Subjects and methods
Abdominal adipose tissue-derived MSC were harvested from patients without (‘lean’) or with obesity (‘obese’) (body mass index <30 or ≥30 kg/m2, respectively) during kidney donation or bariatric surgery, respectively. MSC (5 × 105/200 µL) or vehicle were then injected into 129S1 mice 2 weeks after renal artery stenosis (RAS) or sham surgery (n = 8/group). Two weeks later, mice underwent magnetic resonance imaging to assess renal perfusion and oxygenation in-vivo, and kidneys then harvested for ex-vivo studies.
Results
Similar numbers of lean and obese-MSCs engrafted in stenotic mouse kidneys.
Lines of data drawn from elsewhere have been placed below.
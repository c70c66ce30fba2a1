// src/site/sitemap.rs

use crate::config::SiteConfig;
use crate::site::graph::SitemapPayload;

/// Render the sitemap. One `<url>` per HTML page, every entry carrying
/// the same build-wide `lastmod`; the whole site regenerates together.
pub fn render_sitemap(payload: &SitemapPayload, config: &SiteConfig, lastmod: &str) -> String {
    let mut xml = String::from("<?xml version='1.0' encoding='UTF-8'?>\n");
    xml.push_str("<urlset xmlns='http://www.sitemaps.org/schemas/sitemap/0.9'>\n");

    for path in &payload.paths {
        let loc = if config.base_url.is_empty() {
            // No absolute root configured: fall back to relative file
            // locations so the output is still a valid document.
            if path.is_empty() {
                "index.html".to_string()
            } else {
                format!("{path}index.html")
            }
        } else {
            config.canonical(path)
        };

        xml.push_str("<url>\n");
        xml.push_str(&format!("<loc>{}</loc>\n", escape_xml(&loc)));
        xml.push_str(&format!("<lastmod>{}</lastmod>\n", escape_xml(lastmod)));
        xml.push_str("<changefreq>weekly</changefreq>\n");
        xml.push_str("<priority>0.6</priority>\n");
        xml.push_str("</url>\n");
    }

    xml.push_str("</urlset>\n");
    xml
}

fn escape_xml(text: &str) -> String {
    let mut out = String::with_capacity(text.len());
    for c in text.chars() {
        match c {
            '&' => out.push_str("&amp;"),
            '<' => out.push_str("&lt;"),
            '>' => out.push_str("&gt;"),
            '\'' => out.push_str("&apos;"),
            '"' => out.push_str("&quot;"),
            _ => out.push(c),
        }
    }
    out
}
Vehicle-treated RAS mice had reduced stenotic-kidney cortical and medullary perfusion and oxygenation. Lean (but not obese) MSC normalized ischemic kidney cortical perfusion, whereas both effectively mitigated renal hypoxia. Serum creatinine and blood pressure were elevated in RAS mice and lowered only by lean-MSC. Both types of MSCs alleviated stenotic-kidney fibrosis, but lean-MSC more effectively than obese-MSC. MSC senescence-associated beta-gal activity, and gene expression of p16, p21, and vascular endothelial growth factor correlated with recipient kidney perfusion and tissue injury, linking MSC characteristics with their in-vivo reparative capacity.
Discussion
Human obesity impairs the reparative properties of adipose-tissue-derived MSCs, possibly by inducing cellular senescence. Dysfunction and senescence of the endogenous MSC repair system in patients with obesity may warrant targeting interventions to restore MSC vitality.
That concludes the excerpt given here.